What to produce: Scan the material below and count each line with the string "validate". Reply with the count alone.

──────────

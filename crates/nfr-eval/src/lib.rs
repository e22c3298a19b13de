//!
//! Runtime evaluator for NFD match expressions and rules.
//!
//! Responsibilities:
//! - Evaluate a single `MatchExpression` (`expr`) against one (key, value?) pair.
//! - Evaluate a `MatchExpressionSet` (`set`) against the three feature shapes.
//! - Compose `matchFeatures`/`matchAny` into a rule verdict plus matched evidence (`rule`).
//!
//! Assumptions:
//! - Expressions are validated (`nfr_value::validate`) before evaluation; the set
//!   evaluators re-validate defensively so a caller that forgets never gets a silent
//!   wrong answer, only an error.
//! - The core is synchronous, stateless per call, and performs no I/O.

mod evidence;
mod expr;
mod features;
mod rule;
mod set;

pub use evidence::MatchedElement;
pub use expr::eval_single;
pub use features::{FeatureShape, Features, InstanceFeature};
pub use rule::{
    evaluate, evaluate_with_cache, FeatureMatcher, FeatureMatcherTerm, MatchAnyElement,
    MatchedFeatures, Rule, RuleError,
};
pub use set::{
    match_instance_attribute_names, match_instances, match_key_names, match_keys,
    match_value_names, match_values, MatchExpressionSet,
};

pub use nfr_value::{MatchExpression, MatchOp, MatchValue, RegexCache, ValueError};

──────────

Solution below: 2